By ZHAO HUANXIN in Washington | China Daily | Updated: 2020-11-04 06:46

Little interest shown

Other countries have shown little interest in participating in a US-led decoupling strategy, given China's growing global economic and financial role. They have even less of an appetite for joining a US-led effort to promote regime change in China, according to Lardy.

Even a narrower US decoupling in technology is likely to be a high-cost strategy for the United States. For example, shutting US semiconductor companies out of the China market will lead to the loss of 124,000 US jobs, he said.

Lardy proposed that the new president recognize that the "trade war" has failed and it should avoid weaponizing trade policy, such as through tariffs on Chinese imports, because the costs to the US will likely exceed anticipated benefits.

Chad P. Bown, another senior fellow with the Peterson institute, proposed that Washington "unilaterally drop the artificial targets of purchase commitments" in the US-China phase one agreement, "as these do not encourage trade liberalization or market reform".

Bown, who runs a US-China phase one tracker, said he thinks that the incentives for China to fulfill its commitments relate to increased purchases by State-owned enterprises, not China's private sector.

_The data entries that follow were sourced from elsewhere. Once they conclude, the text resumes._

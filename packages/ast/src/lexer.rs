//! Lexer for value text using logos.
//!
//! Whitespace is significant in values (it separates space-list items and
//! disambiguates `a -b` from `a - b`), so it is emitted as a token rather
//! than skipped.

use logos::Logos;

#[derive(Logos, Debug, Clone, Copy, PartialEq)]
#[logos(skip r"/\*[^*]*\*+(?:[^/*][^*]*\*+)*/")]
pub enum Token<'src> {
    #[regex(r"[ \t\r\n\f]+")]
    Space,

    // `10`, `.5`, `1.5em`, `50%`
    #[regex(r"([0-9]+(\.[0-9]+)?|\.[0-9]+)(%|[a-zA-Z]+)?", |lex| lex.slice())]
    Number(&'src str),

    #[regex(r"#[a-zA-Z0-9_-]+", |lex| lex.slice())]
    Hash(&'src str),

    #[regex(r"\$[a-zA-Z_][a-zA-Z0-9_-]*", |lex| &lex.slice()[1..])]
    Variable(&'src str),

    // `theme.$primary`
    #[regex(r"[a-zA-Z_][a-zA-Z0-9_-]*\.\$[a-zA-Z_][a-zA-Z0-9_-]*", |lex| lex.slice())]
    NamespacedVariable(&'src str),

    // `rgb(`, `math.round(`; the slice excludes the paren
    #[regex(r"-{0,2}[a-zA-Z_][a-zA-Z0-9_-]*(\.[a-zA-Z_][a-zA-Z0-9_-]*)?\(", |lex| {
        let s = lex.slice();
        &s[..s.len() - 1]
    })]
    FunctionStart(&'src str),

    // Unquoted `url(...)`; the slice is the inner text
    #[regex(r#"url\([^)"'\s]*\)"#, |lex| {
        let s = lex.slice();
        &s[4..s.len() - 1]
    })]
    Url(&'src str),

    #[regex(r"-{0,2}[a-zA-Z_][a-zA-Z0-9_-]*", |lex| lex.slice())]
    Ident(&'src str),

    #[regex(r#""([^"\\]|\\.)*""#, |lex| { let s = lex.slice(); &s[1..s.len() - 1] })]
    DoubleQuoted(&'src str),

    #[regex(r"'([^'\\]|\\.)*'", |lex| { let s = lex.slice(); &s[1..s.len() - 1] })]
    SingleQuoted(&'src str),

    #[token("#{")]
    InterpolationStart,
    #[token("}")]
    RBrace,

    #[token("+")]
    Plus,
    #[token("-")]
    Minus,
    #[token("*")]
    Star,
    #[token("**")]
    StarStar,
    #[token("/")]
    Slash,
    #[token("%")]
    Percent,
    #[token("==")]
    EqEq,
    #[token("!=")]
    NotEq,
    #[token("<")]
    Lt,
    #[token("<=")]
    Lte,
    #[token(">")]
    Gt,
    #[token(">=")]
    Gte,
    #[token("=")]
    Eq,
    #[token("!")]
    Bang,

    #[token("(")]
    LParen,
    #[token(")")]
    RParen,
    #[token("[")]
    LBracket,
    #[token("]")]
    RBracket,
    #[token(",")]
    Comma,
    #[token(":")]
    Colon,
    #[token("...")]
    Ellipsis,
}

impl<'src> Token<'src> {
    /// Short description for diagnostics.
    pub fn describe(&self) -> String {
        match self {
            Token::Space => "whitespace".to_string(),
            Token::Number(s)
            | Token::Hash(s)
            | Token::NamespacedVariable(s)
            | Token::Ident(s) => (*s).to_string(),
            Token::Variable(s) => format!("${}", s),
            Token::FunctionStart(s) => format!("{}(", s),
            Token::Url(s) => format!("url({})", s),
            Token::DoubleQuoted(s) => format!("\"{}\"", s),
            Token::SingleQuoted(s) => format!("'{}'", s),
            Token::InterpolationStart => "#{".to_string(),
            Token::RBrace => "}".to_string(),
            Token::Plus => "+".to_string(),
            Token::Minus => "-".to_string(),
            Token::Star => "*".to_string(),
            Token::StarStar => "**".to_string(),
            Token::Slash => "/".to_string(),
            Token::Percent => "%".to_string(),
            Token::EqEq => "==".to_string(),
            Token::NotEq => "!=".to_string(),
            Token::Lt => "<".to_string(),
            Token::Lte => "<=".to_string(),
            Token::Gt => ">".to_string(),
            Token::Gte => ">=".to_string(),
            Token::Eq => "=".to_string(),
            Token::Bang => "!".to_string(),
            Token::LParen => "(".to_string(),
            Token::RParen => ")".to_string(),
            Token::LBracket => "[".to_string(),
            Token::RBracket => "]".to_string(),
            Token::Comma => ",".to_string(),
            Token::Colon => ":".to_string(),
            Token::Ellipsis => "...".to_string(),
        }
    }
}

#[derive(Debug, Clone, Copy, PartialEq, Eq)]
pub struct TokenSpan {
    pub start: usize,
    pub end: usize,
}

#[derive(Debug, Clone, PartialEq)]
pub struct SpannedToken<'src> {
    pub token: Token<'src>,
    pub span: TokenSpan,
}

#[derive(Debug, Clone, PartialEq, Eq)]
pub struct LexError {
    pub span: TokenSpan,
}

/// Lex value text into tokens with spans.
pub fn lex(source: &str) -> impl Iterator<Item = Result<SpannedToken<'_>, LexError>> + '_ {
    Token::lexer(source).spanned().map(|(result, span)| {
        let span = TokenSpan {
            start: span.start,
            end: span.end,
        };
        match result {
            Ok(token) => Ok(SpannedToken { token, span }),
            Err(_) => Err(LexError { span }),
        }
    })
}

He said the targets also encourage China to divert trade from US allies, undermining multilateral cooperation.

Other researchers, like Jason Furman, a nonresident senior fellow at the Peterson institute and a former White House top economic adviser, highlighted international cooperation on climate change as a priority for the next administration.

Last week, the Brookings Institution also said that whoever wins the election will be challenged by an ongoing pandemic and the ensuing economic and social devastation, but will face opportunities, too, including the chance to make "highly consequential and hopefully constructive" choices on China, international trade and post-COVID-19 recovery.